TASK OBJECTIVE =
This exercise calls for every record to be set down again, exactly and in full.

DATA FOR REVIEW =

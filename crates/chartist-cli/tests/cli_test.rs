//! 설정 파일과 CSV 데이터로 명령어 전체 흐름을 검증합니다.

use std::path::{Path, PathBuf};

use chartist_cli::commands::backtest::{run_backtest, BacktestCliConfig};
use chartist_cli::commands::output::{DataSource, OutputFormat};
use chartist_cli::commands::scan::{run_scan, ScanCliConfig};
use chrono::{Duration, NaiveDate};

fn workspace(name: &str) -> PathBuf {
    let dir = std::env::temp_dir().join(format!("chartist-cli-{}-{}", name, std::process::id()));
    std::fs::create_dir_all(dir.join("data")).unwrap();
    dir
}

fn write_csv(dir: &Path, symbol: &str, n: usize) {
    let start = NaiveDate::from_ymd_opt(2024, 1, 1).unwrap();
    let mut content = String::from("date,open,high,low,close,volume\n");
    for i in 0..n {
        let date = start + Duration::days(i as i64);
        let close = 10.0 + (i % 7) as f64 * 0.1;
        content.push_str(&format!(
            "{},{:.2},{:.2},{:.2},{:.2},{}\n",
            date,
            close,
            close + 0.2,
            close - 0.2,
            close,
            1000 + i
        ));
    }
    std::fs::write(dir.join("data").join(format!("{symbol}.csv")), content).unwrap();
}

fn write_config(dir: &Path) -> PathBuf {
    let path = dir.join("run.toml");
    std::fs::write(
        &path,
        r#"
[backtest]
initial_cash = 1000000
slippage_bps = 0

[backtest.instruments]
stocks = ["AAA", "MISSING"]

[strategy]
type = "support_resistance"
"#,
    )
    .unwrap();
    path
}

#[tokio::test]
async fn test_backtest_writes_json_report() {
    let dir = workspace("backtest");
    write_csv(&dir, "AAA", 80);
    let output = dir.join("out").join("results.json");

    let reports = run_backtest(BacktestCliConfig {
        config_path: write_config(&dir),
        data_dir: dir.join("data"),
        source: DataSource::Csv,
        output_path: Some(output.clone()),
        format: OutputFormat::Json,
        concurrent: true,
    })
    .await
    .unwrap();

    assert_eq!(reports.len(), 2);
    assert!(reports[0].is_ok());
    assert_eq!(reports[0].equity_curve.len(), 80);
    assert!(!reports[1].is_ok());

    let json: serde_json::Value =
        serde_json::from_str(&std::fs::read_to_string(&output).unwrap()).unwrap();
    assert_eq!(json[0]["symbol"], "AAA");
    assert_eq!(json[0]["instrument"], "stock");
    assert_eq!(json[1]["symbol"], "MISSING");
    assert!(json[1]["errors"][0].is_string());

    std::fs::remove_dir_all(&dir).ok();
}

#[tokio::test]
async fn test_scan_writes_table() {
    let dir = workspace("scan");
    write_csv(&dir, "AAA", 80);
    let output = dir.join("scan.txt");

    let reports = run_scan(ScanCliConfig {
        config_path: write_config(&dir),
        data_dir: dir.join("data"),
        source: DataSource::Csv,
        output_path: Some(output.clone()),
        json: false,
        only_signal: false,
        days: 0,
        today: NaiveDate::from_ymd_opt(2024, 6, 1).unwrap(),
    })
    .await
    .unwrap();

    assert_eq!(reports.len(), 2);
    assert_eq!(reports[0].last_date, NaiveDate::from_ymd_opt(2024, 3, 20));

    let table = std::fs::read_to_string(&output).unwrap();
    let lines: Vec<_> = table.lines().collect();
    assert!(lines[0].starts_with("SYMBOL"));
    assert!(lines.iter().any(|l| l.starts_with("AAA") && l.contains("2024-03-20")));
    assert!(lines.iter().any(|l| l.starts_with("MISSING") && l.contains("ERROR")));

    std::fs::remove_dir_all(&dir).ok();
}

#[tokio::test]
async fn test_missing_config_fails() {
    let dir = workspace("noconfig");
    let result = run_backtest(BacktestCliConfig {
        config_path: dir.join("absent.toml"),
        data_dir: dir.join("data"),
        source: DataSource::Csv,
        output_path: None,
        format: OutputFormat::Text,
        concurrent: false,
    })
    .await;
    assert!(result.is_err());
    std::fs::remove_dir_all(&dir).ok();
}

RESPONSE BELOW =
filename crates/chartist-cli/tests/cli_test.rs
//! 설정 파일과 CSV 데이터로 명령어 전체 흐름을 검증합니다.

use std::path::{Path, PathBuf};

use chartist_cli::commands::backtest::{run_backtest, BacktestCliConfig};
use chartist_cli::commands::output::{DataSource, OutputFormat};
use chartist_cli::commands::scan::{run_scan, ScanCliConfig};
use chrono::{Duration, NaiveDate};

fn workspace(name: &str) -> PathBuf {
    let dir = std::env::temp_dir().join(format!("chartist-cli-{}-{}", name, std::process::id()));
    std::fs::create_dir_all(dir.join("data")).unwrap();
    dir
}

fn write_csv(dir: &Path, symbol: &str, n: usize) {
    let start = NaiveDate::from_ymd_opt(2024, 1, 1).unwrap();
    let mut content = String::from("date,open,high,low,close,volume\n");
    for i in 0..n {
        let date = start + Duration::days(i as i64);
        let close = 10.0 + (i % 7) as f64 * 0.1;
        content.push_str(&format!(
            "{},{:.2},{:.2},{:.2},{:.2},{}\n",
            date,
            close,
            close + 0.2,
            close - 0.2,
            close,
            1000 + i
        ));
    }
    std::fs::write(dir.join("data").join(format!("{symbol}.csv")), content).unwrap();
}

fn write_config(dir: &Path) -> PathBuf {
    let path = dir.join("run.toml");
    std::fs::write(
        &path,
        r#"
[backtest]
initial_cash = 1000000
slippage_bps = 0

[backtest.instruments]
stocks = ["AAA", "MISSING"]

[strategy]
type = "support_resistance"
"#,
    )
    .unwrap();
    path
}

#[tokio::test]
async fn test_backtest_writes_json_report() {
    let dir = workspace("backtest");
    write_csv(&dir, "AAA", 80);
    let output = dir.join("out").join("results.json");

    let reports = run_backtest(BacktestCliConfig {
        config_path: write_config(&dir),
        data_dir: dir.join("data"),
        source: DataSource::Csv,
        output_path: Some(output.clone()),
        format: OutputFormat::Json,
        concurrent: true,
    })
    .await
    .unwrap();

    assert_eq!(reports.len(), 2);
    assert!(reports[0].is_ok());
    assert_eq!(reports[0].equity_curve.len(), 80);
    assert!(!reports[1].is_ok());

    let json: serde_json::Value =
        serde_json::from_str(&std::fs::read_to_string(&output).unwrap()).unwrap();
    assert_eq!(json[0]["symbol"], "AAA");
    assert_eq!(json[0]["instrument"], "stock");
    assert_eq!(json[1]["symbol"], "MISSING");
    assert!(json[1]["errors"][0].is_string());

    std::fs::remove_dir_all(&dir).ok();
}

#[tokio::test]
async fn test_scan_writes_table() {
    let dir = workspace("scan");
    write_csv(&dir, "AAA", 80);
    let output = dir.join("scan.txt");

    let reports = run_scan(ScanCliConfig {
        config_path: write_config(&dir),
        data_dir: dir.join("data"),
        source: DataSource::Csv,
        output_path: Some(output.clone()),
        json: false,
        only_signal: false,
        days: 0,
        today: NaiveDate::from_ymd_opt(2024, 6, 1).unwrap(),
    })
    .await
    .unwrap();

    assert_eq!(reports.len(), 2);
    assert_eq!(reports[0].last_date, NaiveDate::from_ymd_opt(2024, 3, 20));

    let table = std::fs::read_to_string(&output).unwrap();
    let lines: Vec<_> = table.lines().collect();
    assert!(lines[0].starts_with("SYMBOL"));
    assert!(lines.iter().any(|l| l.starts_with("AAA") && l.contains("2024-03-20")));
    assert!(lines.iter().any(|l| l.starts_with("MISSING") && l.contains("ERROR")));

    std::fs::remove_dir_all(&dir).ok();
}

#[tokio::test]
async fn test_missing_config_fails() {
    let dir = workspace("noconfig");
    let result = run_backtest(BacktestCliConfig {
        config_path: dir.join("absent.toml"),
        data_dir: dir.join("data"),
        source: DataSource::Csv,
        output_path: None,
        format: OutputFormat::Text,
        concurrent: false,
    })
    .await;
    assert!(result.is_err());
    std::fs::remove_dir_all(&dir).ok();
}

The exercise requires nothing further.